伊吹隼人氏の新連載が、なぜか「ナックルズ」本誌ではなく「ナックルズ・ザ・タブー」の方に掲載されたとのことです。
ちなみに、「ナックルズ・ザ・タブー」はナックルズ本誌とは異なりB5変形版(ナックルズ本誌より小さい)なので、書店で探すときは注意してください(私も見つからなくて迷いました)。

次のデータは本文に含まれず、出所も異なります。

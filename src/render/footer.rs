//! Status footer: image count and the selected image's name.

use crate::app::MoodboardApp;
use crate::constants::FOOTER_HEIGHT;
use gpui::*;
use gpui_component::{ActiveTheme as _, h_flex};

pub fn render_footer(app: &MoodboardApp, cx: &Context<MoodboardApp>) -> Div {
    h_flex()
        .h(px(FOOTER_HEIGHT))
        .w_full()
        .flex_none()
        .px(px(16.0))
        .gap(px(24.0))
        .border_t_1()
        .border_color(cx.theme().border)
        .text_size(px(12.0))
        .text_color(cx.theme().muted_foreground)
        .child(format!("Images: {}", app.board.image_count()))
        .child(format!("Selected: {}", app.board.selected_info()))
}
//! Construction and settings hot-reload.

use super::MoodboardApp;
use super::textures::TextureCache;
use crate::board::Board;
use crate::constants::SETTINGS_POLL_MS;
use crate::export::ExportControl;
use crate::input::InputState as CanvasInputState;
use crate::notifications::{Toast, ToastManager};
use crate::settings::Settings;
use crate::settings_watcher::{SettingsEvent, SettingsWatcher, default_settings_path};
use gpui::*;
use std::time::Duration;
use tracing::{error, info, warn};

impl MoodboardApp {
    pub fn new(window: &mut Window, cx: &mut Context<Self>) -> Self {
        let settings = Settings::init();
        let settings_watcher = default_settings_path().and_then(|path| {
            SettingsWatcher::new(path)
                .map_err(|err| warn!(error = %err, "Settings hot-reload disabled"))
                .ok()
        });

        let focus_handle = cx.focus_handle();
        window.focus(&focus_handle);
        Self::spawn_settings_poll(cx);

        info!("Moodboard started");
        Self {
            board: Board::new((0, 0)),
            input_state: CanvasInputState::default(),
            export: ExportControl::new(),
            settings,
            settings_watcher,
            toasts: ToastManager::new(),
            textures: TextureCache::new(),
            rotation_prompt: None,
            pending_loads: 0,
            focus_handle,
        }
    }

    fn spawn_settings_poll(cx: &mut Context<Self>) {
        cx.spawn(async move |this, cx| {
            loop {
                cx.background_executor()
                    .timer(Duration::from_millis(SETTINGS_POLL_MS))
                    .await;
                if this
                    .update(cx, |this, cx| this.check_settings_reload(cx))
                    .is_err()
                {
                    break;
                }
            }
        })
        .detach();
    }

    /// Check for settings file changes and reload if needed.
    pub fn check_settings_reload(&mut self, cx: &mut Context<Self>) {
        let Some(event) = self.settings_watcher.as_mut().and_then(|w| w.poll()) else {
            return;
        };
        match event {
            SettingsEvent::Modified | SettingsEvent::Created => {
                info!("Settings file changed, reloading");
                self.settings = Settings::load();
                self.push_toast(Toast::info("Settings reloaded"), cx);
            }
            SettingsEvent::Deleted => {
                warn!("Settings file deleted, using defaults");
                self.settings = Settings::default();
                self.push_toast(Toast::warning("Settings file deleted"), cx);
            }
            SettingsEvent::Error(err) => {
                error!("Settings watch error: {}", err);
            }
        }
    }

    /// Show a toast, then wake the view when it starts fading and again when
    /// it expires.
    pub fn push_toast(&mut self, toast: Toast, cx: &mut Context<Self>) {
        let fade_delay = toast.fade_delay();
        let lifetime = toast.duration;
        self.toasts.push(toast);
        cx.notify();

        cx.spawn(async move |this, cx| {
            cx.background_executor().timer(fade_delay).await;
            if this.update(cx, |_, cx| cx.notify()).is_err() {
                return;
            }
            cx.background_executor()
                .timer(lifetime.saturating_sub(fade_delay))
                .await;
            let _ = this.update(cx, |this, cx| {
                if this.toasts.remove_expired() > 0 {
                    cx.notify();
                }
            });
        })
        .detach();
    }
}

13歳の少女の「失踪」事件に関するルポです。伊吹氏のルポ自体はいつものとおりの伊吹節なのですが、編集の方で「こういう事件を起こす奴がいるから児童ポルノが厳しくなる」という形で児ポ法関連特集記事の中にはさみ込まれていて、正直ちょっと違和感があります。
現在の児童ポルノ法改正案の問題点は、いわゆる「非実在青少年」が描かれた作品、ならびにその単純所持を罰するかどうかという点にあるわけで、13歳の実在の少女を誘拐する事件とはいわば無関係です。まあ、そういう理論付けをするまでもなく、特集の中でちょっと異質になってしまっているのは一読して明らかですが。

繰り返しになりますが、伊吹氏のルポ自体は、現地での取材を含めたかなりの力作だと思います。ここで詳細を書くのは差し控えますので、機会があればご一読ください。